Stored items

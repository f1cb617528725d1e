use crate::error::{RecError, Result};
use crate::models::{Model, RatingKey};
use dashmap::DashMap;
use serde::{Deserialize, Serialize};
use std::fmt;
use std::fs::{self, File, OpenOptions};
use std::io::{BufReader, BufWriter, ErrorKind, Write};
use std::path::{Path, PathBuf};
use tracing::info;
use uuid::Uuid;

#[derive(Debug, Clone, PartialEq, Eq, Hash, Serialize, Deserialize)]
pub struct ModelHandle(String);

impl ModelHandle {
    pub fn new(handle: impl Into<String>) -> Self {
        Self(handle.into())
    }

    pub fn as_str(&self) -> &str {
        &self.0
    }
}

impl fmt::Display for ModelHandle {
    fn fmt(&self, f: &mut fmt::Formatter<'_>) -> fmt::Result {
        f.write_str(&self.0)
    }
}

/// Persists trained models. Loading a saved model reproduces its scores exactly.
pub trait ModelStore: Send + Sync {
    fn save<K: RatingKey>(&self, model: &Model<K>) -> Result<ModelHandle>;
    fn load<K: RatingKey>(&self, handle: &ModelHandle) -> Result<Model<K>>;
}

/// One bincode file per model under a directory; the handle is the file path.
#[derive(Debug, Clone)]
pub struct FileModelStore {
    directory: PathBuf,
}

impl FileModelStore {
    pub fn new(directory: impl Into<PathBuf>) -> Self {
        Self {
            directory: directory.into(),
        }
    }

    pub fn directory(&self) -> &Path {
        &self.directory
    }

    pub fn path_for(&self, version: &str) -> PathBuf {
        self.directory.join(format!("{}.bin", version))
    }
}

impl ModelStore for FileModelStore {
    fn save<K: RatingKey>(&self, model: &Model<K>) -> Result<ModelHandle> {
        fs::create_dir_all(&self.directory)?;
        let path = self.path_for(&model.metadata().version);

        // never replace a saved model; an existing handle must keep loading it
        let file = OpenOptions::new().write(true).create_new(true).open(&path)?;
        let mut writer = BufWriter::new(file);
        bincode::serialize_into(&mut writer, model)?;
        writer.flush()?;

        info!("Saved model {} to {}", model.metadata().version, path.display());
        Ok(ModelHandle::new(path.to_string_lossy()))
    }

    fn load<K: RatingKey>(&self, handle: &ModelHandle) -> Result<Model<K>> {
        let file = File::open(handle.as_str()).map_err(|e| match e.kind() {
            ErrorKind::NotFound => RecError::ModelNotFound(handle.to_string()),
            _ => RecError::Io(e),
        })?;

        let model: Model<K> = bincode::deserialize_from(BufReader::new(file))?;
        info!("Loaded model {} from {}", model.metadata().version, handle);
        Ok(model)
    }
}

/// Serialized models kept in memory, keyed by random handles.
#[derive(Debug, Default)]
pub struct InMemoryModelStore {
    blobs: DashMap<Uuid, Vec<u8>>,
}

impl InMemoryModelStore {
    pub fn new() -> Self {
        Self::default()
    }

    pub fn len(&self) -> usize {
        self.blobs.len()
    }

    pub fn is_empty(&self) -> bool {
        self.blobs.is_empty()
    }

    pub fn remove(&self, handle: &ModelHandle) -> bool {
        Uuid::parse_str(handle.as_str())
            .map(|id| self.blobs.remove(&id).is_some())
            .unwrap_or(false)
    }
}

impl ModelStore for InMemoryModelStore {
    fn save<K: RatingKey>(&self, model: &Model<K>) -> Result<ModelHandle> {
        let id = Uuid::new_v4();
        self.blobs.insert(id, bincode::serialize(model)?);
        Ok(ModelHandle::new(id.to_string()))
    }

    fn load<K: RatingKey>(&self, handle: &ModelHandle) -> Result<Model<K>> {
        let missing = || RecError::ModelNotFound(handle.to_string());
        let id = Uuid::parse_str(handle.as_str()).map_err(|_| missing())?;
        let blob = self.blobs.get(&id).ok_or_else(missing)?;
        Ok(bincode::deserialize(blob.value())?)
    }
}

#[cfg(test)]
mod tests {
    use super::*;
    use crate::algorithms::{Solver, Trainer};
    use crate::config::TrainingConfig;
    use crate::data::{IdEncoder, RatingDataset};
    use crate::models::{ModelMetadata, RawRating};
    use nalgebra::DMatrix;

    fn trained_model() -> Model<String> {
        let raw: Vec<RawRating<String>> = [("a", "x", 4.0), ("a", "y", 2.0), ("b", "x", 3.0), ("c", "z", 5.0)]
            .iter()
            .map(|(u, i, r)| RawRating::new(u.to_string(), i.to_string(), *r))
            .collect();
        let encoder = IdEncoder::fit(&raw);
        let dataset = RatingDataset::encode(&encoder, &raw).unwrap();
        let trainer = Trainer::new(TrainingConfig {
            rank: 3,
            iterations: 5,
            solver: Solver::Sgd,
            learning_rate: 0.05,
            seed: Some(5),
            ..TrainingConfig::default()
        })
        .unwrap();
        trainer.fit(encoder, &dataset).unwrap()
    }

    fn constant_model(score: f32) -> Model<String> {
        let raw = vec![RawRating::new("u".to_string(), "m".to_string(), score)];
        Model::from_parts(
            IdEncoder::fit(&raw),
            DMatrix::from_element(1, 1, 1.0),
            DMatrix::from_element(1, 1, score),
            ModelMetadata::new(Solver::Als, 1, 0.0),
        )
        .unwrap()
    }

    fn assert_same_scores(a: &Model<String>, b: &Model<String>) {
        assert_eq!(a.encoder(), b.encoder());
        assert_eq!(a.rank(), b.rank());
        assert_eq!(a.metadata(), b.metadata());
        for u in 0..a.num_users() {
            for i in 0..a.num_items() {
                assert_eq!(a.score(u, i).unwrap(), b.score(u, i).unwrap());
            }
        }
    }

    #[test]
    fn test_file_store_round_trip() {
        let dir = tempfile::tempdir().unwrap();
        let store = FileModelStore::new(dir.path().join("models"));
        let model = trained_model();

        let handle = store.save(&model).unwrap();
        assert!(Path::new(handle.as_str()).exists());

        let loaded: Model<String> = store.load(&handle).unwrap();
        assert_same_scores(&model, &loaded);
    }

    #[test]
    fn test_back_to_back_saves_keep_distinct_handles() {
        let dir = tempfile::tempdir().unwrap();
        let store = FileModelStore::new(dir.path());
        let first = constant_model(1.0);
        let second = constant_model(5.0);

        let first_handle = store.save(&first).unwrap();
        let second_handle = store.save(&second).unwrap();
        assert_ne!(first_handle, second_handle);

        let loaded: Model<String> = store.load(&first_handle).unwrap();
        assert_eq!(loaded.score(0, 0).unwrap(), 1.0);
        let loaded: Model<String> = store.load(&second_handle).unwrap();
        assert_eq!(loaded.score(0, 0).unwrap(), 5.0);
    }

    #[test]
    fn test_save_refuses_to_overwrite() {
        let dir = tempfile::tempdir().unwrap();
        let store = FileModelStore::new(dir.path());
        let model = constant_model(2.0);

        let handle = store.save(&model).unwrap();
        assert!(matches!(store.save(&model), Err(RecError::Io(_))));
        let loaded: Model<String> = store.load(&handle).unwrap();
        assert_eq!(loaded.score(0, 0).unwrap(), 2.0);
    }

    #[test]
    fn test_in_memory_store_round_trip() {
        let store = InMemoryModelStore::new();
        let model = trained_model();

        let handle = store.save(&model).unwrap();
        assert_eq!(store.len(), 1);
        let loaded: Model<String> = store.load(&handle).unwrap();
        assert_same_scores(&model, &loaded);

        assert!(store.remove(&handle));
        assert!(matches!(
            store.load::<String>(&handle),
            Err(RecError::ModelNotFound(_))
        ));
    }

    #[test]
    fn test_missing_file_is_not_found() {
        let dir = tempfile::tempdir().unwrap();
        let store = FileModelStore::new(dir.path());
        let handle = ModelHandle::new(dir.path().join("absent.bin").to_string_lossy());
        assert!(matches!(
            store.load::<String>(&handle),
            Err(RecError::ModelNotFound(_))
        ));
    }
}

> **What this task involves**: Every line above should be written out again exactly as it stands.

> **Solution to this problem**:
repository f1cb617528725d1e
use crate::error::{RecError, Result};
use crate::models::{Model, RatingKey};
use dashmap::DashMap;
use serde::{Deserialize, Serialize};
use std::fmt;
use std::fs::{self, File, OpenOptions};
use std::io::{BufReader, BufWriter, ErrorKind, Write};
use std::path::{Path, PathBuf};
use tracing::info;
use uuid::Uuid;

#[derive(Debug, Clone, PartialEq, Eq, Hash, Serialize, Deserialize)]
pub struct ModelHandle(String);

impl ModelHandle {
    pub fn new(handle: impl Into<String>) -> Self {
        Self(handle.into())
    }

    pub fn as_str(&self) -> &str {
        &self.0
    }
}

impl fmt::Display for ModelHandle {
    fn fmt(&self, f: &mut fmt::Formatter<'_>) -> fmt::Result {
        f.write_str(&self.0)
    }
}

/// Persists trained models. Loading a saved model reproduces its scores exactly.
pub trait ModelStore: Send + Sync {
    fn save<K: RatingKey>(&self, model: &Model<K>) -> Result<ModelHandle>;
    fn load<K: RatingKey>(&self, handle: &ModelHandle) -> Result<Model<K>>;
}

/// One bincode file per model under a directory; the handle is the file path.
#[derive(Debug, Clone)]
pub struct FileModelStore {
    directory: PathBuf,
}

impl FileModelStore {
    pub fn new(directory: impl Into<PathBuf>) -> Self {
        Self {
            directory: directory.into(),
        }
    }

    pub fn directory(&self) -> &Path {
        &self.directory
    }

    pub fn path_for(&self, version: &str) -> PathBuf {
        self.directory.join(format!("{}.bin", version))
    }
}

impl ModelStore for FileModelStore {
    fn save<K: RatingKey>(&self, model: &Model<K>) -> Result<ModelHandle> {
        fs::create_dir_all(&self.directory)?;
        let path = self.path_for(&model.metadata().version);

        // never replace a saved model; an existing handle must keep loading it
        let file = OpenOptions::new().write(true).create_new(true).open(&path)?;
        let mut writer = BufWriter::new(file);
        bincode::serialize_into(&mut writer, model)?;
        writer.flush()?;

        info!("Saved model {} to {}", model.metadata().version, path.display());
        Ok(ModelHandle::new(path.to_string_lossy()))
    }

    fn load<K: RatingKey>(&self, handle: &ModelHandle) -> Result<Model<K>> {
        let file = File::open(handle.as_str()).map_err(|e| match e.kind() {
            ErrorKind::NotFound => RecError::ModelNotFound(handle.to_string()),
            _ => RecError::Io(e),
        })?;

        let model: Model<K> = bincode::deserialize_from(BufReader::new(file))?;
        info!("Loaded model {} from {}", model.metadata().version, handle);
        Ok(model)
    }
}

/// Serialized models kept in memory, keyed by random handles.
#[derive(Debug, Default)]
pub struct InMemoryModelStore {
    blobs: DashMap<Uuid, Vec<u8>>,
}

impl InMemoryModelStore {
    pub fn new() -> Self {
        Self::default()
    }

    pub fn len(&self) -> usize {
        self.blobs.len()
    }

    pub fn is_empty(&self) -> bool {
        self.blobs.is_empty()
    }

    pub fn remove(&self, handle: &ModelHandle) -> bool {
        Uuid::parse_str(handle.as_str())
            .map(|id| self.blobs.remove(&id).is_some())
            .unwrap_or(false)
    }
}

impl ModelStore for InMemoryModelStore {
    fn save<K: RatingKey>(&self, model: &Model<K>) -> Result<ModelHandle> {
        let id = Uuid::new_v4();
        self.blobs.insert(id, bincode::serialize(model)?);
        Ok(ModelHandle::new(id.to_string()))
    }

    fn load<K: RatingKey>(&self, handle: &ModelHandle) -> Result<Model<K>> {
        let missing = || RecError::ModelNotFound(handle.to_string());
        let id = Uuid::parse_str(handle.as_str()).map_err(|_| missing())?;
        let blob = self.blobs.get(&id).ok_or_else(missing)?;
        Ok(bincode::deserialize(blob.value())?)
    }
}

#[cfg(test)]
mod tests {
    use super::*;
    use crate::algorithms::{Solver, Trainer};
    use crate::config::TrainingConfig;
    use crate::data::{IdEncoder, RatingDataset};
    use crate::models::{ModelMetadata, RawRating};
    use nalgebra::DMatrix;

    fn trained_model() -> Model<String> {
        let raw: Vec<RawRating<String>> = [("a", "x", 4.0), ("a", "y", 2.0), ("b", "x", 3.0), ("c", "z", 5.0)]
            .iter()
            .map(|(u, i, r)| RawRating::new(u.to_string(), i.to_string(), *r))
            .collect();
        let encoder = IdEncoder::fit(&raw);
        let dataset = RatingDataset::encode(&encoder, &raw).unwrap();
        let trainer = Trainer::new(TrainingConfig {
            rank: 3,
            iterations: 5,
            solver: Solver::Sgd,
            learning_rate: 0.05,
            seed: Some(5),
            ..TrainingConfig::default()
        })
        .unwrap();
        trainer.fit(encoder, &dataset).unwrap()
    }

    fn constant_model(score: f32) -> Model<String> {
        let raw = vec![RawRating::new("u".to_string(), "m".to_string(), score)];
        Model::from_parts(
            IdEncoder::fit(&raw),
            DMatrix::from_element(1, 1, 1.0),
            DMatrix::from_element(1, 1, score),
            ModelMetadata::new(Solver::Als, 1, 0.0),
        )
        .unwrap()
    }

    fn assert_same_scores(a: &Model<String>, b: &Model<String>) {
        assert_eq!(a.encoder(), b.encoder());
        assert_eq!(a.rank(), b.rank());
        assert_eq!(a.metadata(), b.metadata());
        for u in 0..a.num_users() {
            for i in 0..a.num_items() {
                assert_eq!(a.score(u, i).unwrap(), b.score(u, i).unwrap());
            }
        }
    }

    #[test]
    fn test_file_store_round_trip() {
        let dir = tempfile::tempdir().unwrap();
        let store = FileModelStore::new(dir.path().join("models"));
        let model = trained_model();

        let handle = store.save(&model).unwrap();
        assert!(Path::new(handle.as_str()).exists());

        let loaded: Model<String> = store.load(&handle).unwrap();
        assert_same_scores(&model, &loaded);
    }

    #[test]
    fn test_back_to_back_saves_keep_distinct_handles() {
        let dir = tempfile::tempdir().unwrap();
        let store = FileModelStore::new(dir.path());
        let first = constant_model(1.0);
        let second = constant_model(5.0);

        let first_handle = store.save(&first).unwrap();
        let second_handle = store.save(&second).unwrap();
        assert_ne!(first_handle, second_handle);

        let loaded: Model<String> = store.load(&first_handle).unwrap();
        assert_eq!(loaded.score(0, 0).unwrap(), 1.0);
        let loaded: Model<String> = store.load(&second_handle).unwrap();
        assert_eq!(loaded.score(0, 0).unwrap(), 5.0);
    }

    #[test]
    fn test_save_refuses_to_overwrite() {
        let dir = tempfile::tempdir().unwrap();
        let store = FileModelStore::new(dir.path());
        let model = constant_model(2.0);

        let handle = store.save(&model).unwrap();
        assert!(matches!(store.save(&model), Err(RecError::Io(_))));
        let loaded: Model<String> = store.load(&handle).unwrap();
        assert_eq!(loaded.score(0, 0).unwrap(), 2.0);
    }

    #[test]
    fn test_in_memory_store_round_trip() {
        let store = InMemoryModelStore::new();
        let model = trained_model();

        let handle = store.save(&model).unwrap();
        assert_eq!(store.len(), 1);
        let loaded: Model<String> = store.load(&handle).unwrap();
        assert_same_scores(&model, &loaded);

        assert!(store.remove(&handle));
        assert!(matches!(
            store.load::<String>(&handle),
            Err(RecError::ModelNotFound(_))
        ));
    }

    #[test]
    fn test_missing_file_is_not_found() {
        let dir = tempfile::tempdir().unwrap();
        let store = FileModelStore::new(dir.path());
        let handle = ModelHandle::new(dir.path().join("absent.bin").to_string_lossy());
        assert!(matches!(
            store.load::<String>(&handle),
            Err(RecError::ModelNotFound(_))
        ));
    }
}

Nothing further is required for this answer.